_The task:_ Report each line below that carries the word "destination".

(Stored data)
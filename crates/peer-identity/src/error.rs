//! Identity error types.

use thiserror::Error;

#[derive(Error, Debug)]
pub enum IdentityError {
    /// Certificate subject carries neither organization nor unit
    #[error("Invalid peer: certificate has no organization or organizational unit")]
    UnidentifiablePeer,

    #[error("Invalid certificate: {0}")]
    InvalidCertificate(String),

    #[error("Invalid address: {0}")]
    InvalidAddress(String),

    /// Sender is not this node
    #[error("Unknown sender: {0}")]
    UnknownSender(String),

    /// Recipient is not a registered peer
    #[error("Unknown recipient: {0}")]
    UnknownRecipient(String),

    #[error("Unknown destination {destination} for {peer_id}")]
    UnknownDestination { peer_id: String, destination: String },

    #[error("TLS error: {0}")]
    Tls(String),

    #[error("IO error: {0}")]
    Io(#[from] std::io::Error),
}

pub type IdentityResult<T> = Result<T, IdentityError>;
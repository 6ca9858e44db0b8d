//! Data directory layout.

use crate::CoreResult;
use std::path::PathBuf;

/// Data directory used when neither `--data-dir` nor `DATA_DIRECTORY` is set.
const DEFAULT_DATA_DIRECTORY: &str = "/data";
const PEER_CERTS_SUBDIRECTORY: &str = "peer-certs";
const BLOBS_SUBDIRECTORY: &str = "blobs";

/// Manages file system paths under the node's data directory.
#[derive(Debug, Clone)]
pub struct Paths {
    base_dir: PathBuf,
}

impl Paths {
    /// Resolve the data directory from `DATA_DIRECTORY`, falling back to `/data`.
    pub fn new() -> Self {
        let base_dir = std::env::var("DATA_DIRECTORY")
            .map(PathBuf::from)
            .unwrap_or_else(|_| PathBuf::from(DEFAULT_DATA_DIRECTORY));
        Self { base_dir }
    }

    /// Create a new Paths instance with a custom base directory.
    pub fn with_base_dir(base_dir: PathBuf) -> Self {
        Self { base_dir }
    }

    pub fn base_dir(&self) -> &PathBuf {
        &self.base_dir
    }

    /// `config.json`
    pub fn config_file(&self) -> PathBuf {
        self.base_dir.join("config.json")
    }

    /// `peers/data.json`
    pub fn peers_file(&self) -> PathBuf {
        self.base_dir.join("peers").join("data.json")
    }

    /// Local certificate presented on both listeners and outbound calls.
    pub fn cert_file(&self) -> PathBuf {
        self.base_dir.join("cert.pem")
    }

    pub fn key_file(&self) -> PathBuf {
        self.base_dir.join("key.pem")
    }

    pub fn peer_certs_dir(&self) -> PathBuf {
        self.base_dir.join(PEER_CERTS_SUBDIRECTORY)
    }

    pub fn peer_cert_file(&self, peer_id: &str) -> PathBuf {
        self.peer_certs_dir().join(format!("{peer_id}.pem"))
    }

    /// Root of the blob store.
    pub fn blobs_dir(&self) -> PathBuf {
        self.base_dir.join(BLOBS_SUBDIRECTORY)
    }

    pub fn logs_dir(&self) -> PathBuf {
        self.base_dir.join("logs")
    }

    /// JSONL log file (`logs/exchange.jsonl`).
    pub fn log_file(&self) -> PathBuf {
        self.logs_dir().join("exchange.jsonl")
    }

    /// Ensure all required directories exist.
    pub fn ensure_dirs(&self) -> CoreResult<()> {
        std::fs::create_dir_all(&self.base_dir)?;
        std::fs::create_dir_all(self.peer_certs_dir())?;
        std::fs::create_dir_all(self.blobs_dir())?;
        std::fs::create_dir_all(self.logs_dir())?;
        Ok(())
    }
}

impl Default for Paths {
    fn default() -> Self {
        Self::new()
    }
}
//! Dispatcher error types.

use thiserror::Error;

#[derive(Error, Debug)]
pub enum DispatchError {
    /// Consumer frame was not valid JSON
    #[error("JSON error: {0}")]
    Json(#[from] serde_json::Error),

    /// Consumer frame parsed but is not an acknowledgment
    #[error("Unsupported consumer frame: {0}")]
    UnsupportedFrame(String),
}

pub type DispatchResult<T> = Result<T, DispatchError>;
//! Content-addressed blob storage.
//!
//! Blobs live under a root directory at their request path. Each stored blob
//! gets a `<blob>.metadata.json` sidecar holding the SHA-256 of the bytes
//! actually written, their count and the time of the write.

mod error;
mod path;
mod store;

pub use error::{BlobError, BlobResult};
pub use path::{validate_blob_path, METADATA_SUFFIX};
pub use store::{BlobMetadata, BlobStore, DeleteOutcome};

_Exercise output:_
    #[error("Unknown destination {destination} for {peer_id}")]
    UnknownDestination { peer_id: String, destination: String },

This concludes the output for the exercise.